Exercise instructions:
Go through the data and retrieve each line that includes the string "yaratish".

(Stored data entries)
+ + + + +

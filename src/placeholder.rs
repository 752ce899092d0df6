/// Placeholder illustration
///
/// Rendered locally when AI image generation fails: a 16:9 gradient card with
/// a title, the beginning of the post text and a few decorative glyphs.

use ab_glyph::{FontVec, PxScale};
use async_trait::async_trait;
use image::{ImageFormat, Rgb, RgbImage};
use imageproc::drawing::{draw_filled_circle_mut, draw_text_mut, text_size};
use std::io::Cursor;
use std::path::Path;

use crate::content::{excerpt, GeneratedImage, GenerationError, ImageRequest};
use crate::fallback::Strategy;

const WIDTH: u32 = 1200;
const HEIGHT: u32 = 675;
const MARGIN: u32 = 50;

const TITLE: &str = "AI Post - Nano Banana Bot";
const TITLE_TOP: i32 = 50;
const TITLE_SCALE: f32 = 48.0;

const BODY_TOP: i32 = 150;
const BODY_SCALE: f32 = 32.0;
const LINE_HEIGHT: i32 = 40;
const MAX_LINES: usize = 15;

const GOLD: Rgb<u8> = Rgb([255, 215, 0]);
const WHITE: Rgb<u8> = Rgb([255, 255, 255]);

pub struct PlaceholderImage {
    font: Option<FontVec>,
}

impl PlaceholderImage {
    /// Load the lettering font; without it the card is rendered unlettered
    pub fn load(font_path: &Path) -> Self {
        let font = match std::fs::read(font_path) {
            Ok(data) => match FontVec::try_from_vec(data) {
                Ok(font) => Some(font),
                Err(e) => {
                    log::warn!("Invalid placeholder font {}: {}", font_path.display(), e);
                    None
                }
            },
            Err(e) => {
                log::warn!(
                    "Placeholder font {} not available ({}), images will have no lettering",
                    font_path.display(),
                    e
                );
                None
            }
        };

        Self { font }
    }

    pub fn without_font() -> Self {
        Self { font: None }
    }

    /// Render the card as PNG bytes
    pub fn render(&self, text: &str) -> Result<Vec<u8>, GenerationError> {
        let mut canvas = gradient_background();

        if let Some(font) = &self.font {
            draw_centered(&mut canvas, font, TITLE, TITLE_SCALE, TITLE_TOP, GOLD);

            let measure = |line: &str| text_size(PxScale::from(BODY_SCALE), font, line).0;
            let lines = limit_lines(wrap_words(text, WIDTH - 2 * MARGIN, measure), MAX_LINES);

            let mut y = BODY_TOP;
            for line in &lines {
                draw_centered(&mut canvas, font, line, BODY_SCALE, y, WHITE);
                y += LINE_HEIGHT;
            }
        }

        draw_glyphs(&mut canvas);

        let mut buffer = Cursor::new(Vec::new());
        canvas
            .write_to(&mut buffer, ImageFormat::Png)
            .map_err(|e| GenerationError::Render(e.to_string()))?;

        Ok(buffer.into_inner())
    }
}

#[async_trait]
impl Strategy<ImageRequest, GeneratedImage> for PlaceholderImage {
    fn name(&self) -> &str {
        "placeholder"
    }

    async fn attempt(&self, request: &ImageRequest) -> Result<GeneratedImage, GenerationError> {
        log::info!("AI image generation failed, creating fallback image");
        let bytes = self.render(&excerpt(&request.text))?;
        Ok(GeneratedImage::new(bytes, ImageFormat::Png))
    }
}

/// Dark navy at the top fading into blue at the bottom
fn gradient_background() -> RgbImage {
    RgbImage::from_fn(WIDTH, HEIGHT, |_, y| {
        let shade = (26 + (64 - 26) * y / HEIGHT) as u8;
        let blue = (100 + 55 * y / HEIGHT) as u8;
        Rgb([shade, shade, blue])
    })
}

fn draw_centered(canvas: &mut RgbImage, font: &FontVec, text: &str, scale: f32, y: i32, color: Rgb<u8>) {
    let (width, _) = text_size(PxScale::from(scale), font, text);
    let x = (WIDTH as i32 - width as i32) / 2;
    draw_text_mut(canvas, color, x.max(0), y, PxScale::from(scale), font, text);
}

/// Banana, sparkle and robot stand-ins along the bottom edge
fn draw_glyphs(canvas: &mut RgbImage) {
    let center_x = WIDTH as i32 / 2;
    let y = HEIGHT as i32 - 75;

    for (offset, radius) in [(-60, 18), (0, 10), (60, 18)] {
        draw_filled_circle_mut(canvas, (center_x + offset, y), radius, GOLD);
    }
    for offset in [-30, 30] {
        draw_filled_circle_mut(canvas, (center_x + offset, y - 14), 4, WHITE);
    }
}

/// Greedy word wrap: a line grows while `measure` says it fits in `max_width`.
/// A single word wider than the line gets a line of its own.
pub fn wrap_words(text: &str, max_width: u32, measure: impl Fn(&str) -> u32) -> Vec<String> {
    let mut lines = Vec::new();
    let mut current = String::new();

    for word in text.split_whitespace() {
        let candidate = if current.is_empty() {
            word.to_string()
        } else {
            format!("{} {}", current, word)
        };

        if measure(&candidate) <= max_width {
            current = candidate;
        } else {
            if !current.is_empty() {
                lines.push(std::mem::take(&mut current));
            }
            current = word.to_string();
        }
    }

    if !current.is_empty() {
        lines.push(current);
    }
    lines
}

/// Keep at most `max` lines; when cutting, the last kept line becomes "..."
pub fn limit_lines(mut lines: Vec<String>, max: usize) -> Vec<String> {
    if lines.len() > max && max > 0 {
        lines.truncate(max - 1);
        lines.push("...".to_string());
    }
    lines
}
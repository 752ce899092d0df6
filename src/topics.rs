/// Post topics and random topic selection

use rand::seq::SliceRandom;
use rand::Rng;

/// Built-in topic list, used unless POST_TOPICS overrides it
pub const DEFAULT_TOPICS: &[&str] = &[
    "ChatGPT vs Gemini: qaysi biri yaxshiroq?",
    "AI promptlarni qanday yozish kerak?",
    "Midjourney bilan professional rasmlar yaratish",
    "AI yordamida biznes g'oyalarini rivojlantirish",
    "Copilot va dasturlash: kelajak bugun",
    "AI detektorlar: qanday ishlaydi?",
    "Stable Diffusion: bepul AI rasm generatori",
    "AI chatbotlar: biznes uchun foydasi",
    "OpenAI API bilan dastur yaratish",
    "AI va ma'lumotlar xavfsizligi",
    "AutoGPT va avtomatik vazifalar",
    "AI bilan kontentni optimallashtirish",
    "Hugging Face: AI modellar markazi",
    "AI yordamida video montaj qilish",
    "Bing AI va Google Bard taqqoslash",
    "AI promptlarda rol-playing texnikasi",
    "Notion AI: produktivlik uchun yordamchi",
    "AI bilan SEO optimizatsiya qilish",
    "Claude AI: Anthropic'ning yutug'i",
    "AI tools for creative writing",
];

pub fn default_topics() -> Vec<String> {
    DEFAULT_TOPICS.iter().map(|t| t.to_string()).collect()
}

/// Parse a `;`-separated topic list, ignoring blank entries
pub fn parse_topics(raw: &str) -> Vec<String> {
    raw.split(';')
        .map(str::trim)
        .filter(|t| !t.is_empty())
        .map(str::to_string)
        .collect()
}

/// Picks one topic per run, uniformly at random
#[derive(Debug, Clone)]
pub struct TopicSelector {
    topics: Vec<String>,
}

impl TopicSelector {
    /// Returns `None` for an empty list, there would be nothing to post about
    pub fn new(topics: Vec<String>) -> Option<Self> {
        if topics.is_empty() {
            None
        } else {
            Some(Self { topics })
        }
    }

    pub fn topics(&self) -> &[String] {
        &self.topics
    }

    pub fn pick(&self) -> &str {
        self.pick_with(&mut rand::thread_rng())
    }

    pub fn pick_with<R: Rng + ?Sized>(&self, rng: &mut R) -> &str {
        self.topics
            .choose(rng)
            .map(String::as_str)
            .unwrap_or_default()
    }
}

#[cfg(test)]
mod tests {
    use super::*;
    use rand::rngs::StdRng;
    use rand::SeedableRng;
    use std::collections::HashSet;

    #[test]
    fn parses_override_list() {
        assert_eq!(
            parse_topics(" Rust ; ;AI news;"),
            vec!["Rust".to_string(), "AI news".to_string()]
        );
        assert!(parse_topics(" ; ").is_empty());
    }

    #[test]
    fn empty_list_is_rejected() {
        assert!(TopicSelector::new(Vec::new()).is_none());
    }

    #[test]
    fn picks_only_known_topics_and_covers_the_list() {
        let selector = TopicSelector::new(default_topics()).unwrap();
        let mut rng = StdRng::seed_from_u64(7);

        let seen: HashSet<&str> = (0..2000).map(|_| selector.pick_with(&mut rng)).collect();

        assert!(seen.iter().all(|t| DEFAULT_TOPICS.contains(t)));
        assert_eq!(seen.len(), DEFAULT_TOPICS.len());
    }
}
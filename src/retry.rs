/// Retry Module
///
/// Wraps outbound calls with bounded retry and exponential backoff.
/// Errors are classified explicitly so the wrapper never has to guess from
/// error messages whether another attempt makes sense.

use std::fmt::Display;
use std::future::Future;
use std::time::Duration;

use reqwest::StatusCode;
use tokio::time::sleep;

/// How a failed call should be treated by the retry loop
#[derive(Debug, Clone, Copy, PartialEq, Eq)]
pub enum Failure {
    /// Server-side or connection-level problem, worth another attempt
    Retryable,
    /// The request itself was rejected (4xx), repeating it won't help
    Permanent,
    /// No status code and no connection problem: a bug or a decode error
    Fatal,
}

/// Errors that know how the retry loop should react to them
pub trait Classify {
    fn classify(&self) -> Failure;
}

/// Classify an HTTP status code
pub fn classify_status(status: StatusCode) -> Failure {
    if status.is_server_error() {
        Failure::Retryable
    } else {
        Failure::Permanent
    }
}

/// Classify a transport error from reqwest
pub fn classify_transport(error: &reqwest::Error) -> Failure {
    if let Some(status) = error.status() {
        return classify_status(status);
    }

    if error.is_timeout() || error.is_connect() || error.is_request() || error.is_body() {
        Failure::Retryable
    } else {
        Failure::Fatal
    }
}

impl Classify for reqwest::Error {
    fn classify(&self) -> Failure {
        classify_transport(self)
    }
}

impl Classify for teloxide::RequestError {
    fn classify(&self) -> Failure {
        use teloxide::RequestError;

        match self {
            RequestError::Network(e) => classify_transport(e),
            RequestError::RetryAfter(_) => Failure::Retryable,
            RequestError::Api(_) | RequestError::MigrateToChatId(_) => Failure::Permanent,
            _ => Failure::Fatal,
        }
    }
}

/// Retry settings for a single outbound call
#[derive(Debug, Clone, Copy, PartialEq, Eq)]
pub struct RetryPolicy {
    /// Total number of attempts, including the first one
    pub max_attempts: u32,
    pub initial_delay: Duration,
    pub backoff_factor: u32,
}

impl Default for RetryPolicy {
    fn default() -> Self {
        Self {
            max_attempts: 3,
            initial_delay: Duration::from_secs(1),
            backoff_factor: 2,
        }
    }
}

impl RetryPolicy {
    /// Delay to wait after the failed attempt with the given 0-based index
    pub fn delay_after(&self, attempt: u32) -> Duration {
        self.initial_delay
            .saturating_mul(self.backoff_factor.saturating_pow(attempt))
    }
}

/// Run `operation` until it succeeds, fails with a non-retryable error, or
/// runs out of attempts. The last error is always handed back to the caller.
pub async fn with_backoff<T, E, F, Fut>(policy: &RetryPolicy, mut operation: F) -> Result<T, E>
where
    F: FnMut() -> Fut,
    Fut: Future<Output = Result<T, E>>,
    E: Classify + Display,
{
    let max_attempts = policy.max_attempts.max(1);
    let mut attempt = 0;

    loop {
        let error = match operation().await {
            Ok(value) => return Ok(value),
            Err(e) => e,
        };

        match error.classify() {
            Failure::Permanent => {
                log::error!("Non-retryable request error: {}", error);
                return Err(error);
            }
            Failure::Fatal => {
                log::error!("Unexpected error, not retrying: {}", error);
                return Err(error);
            }
            Failure::Retryable => {}
        }

        if attempt + 1 >= max_attempts {
            log::error!("Max retries ({}) exceeded: {}", max_attempts, error);
            return Err(error);
        }

        let delay = policy.delay_after(attempt);
        log::warn!(
            "Request failed (attempt {}/{}): {}. Retrying in {:?}...",
            attempt + 1,
            max_attempts,
            error,
            delay
        );
        sleep(delay).await;
        attempt += 1;
    }
}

+ + + + +

Result:
    "Midjourney bilan professional rasmlar yaratish",
    "OpenAI API bilan dastur yaratish",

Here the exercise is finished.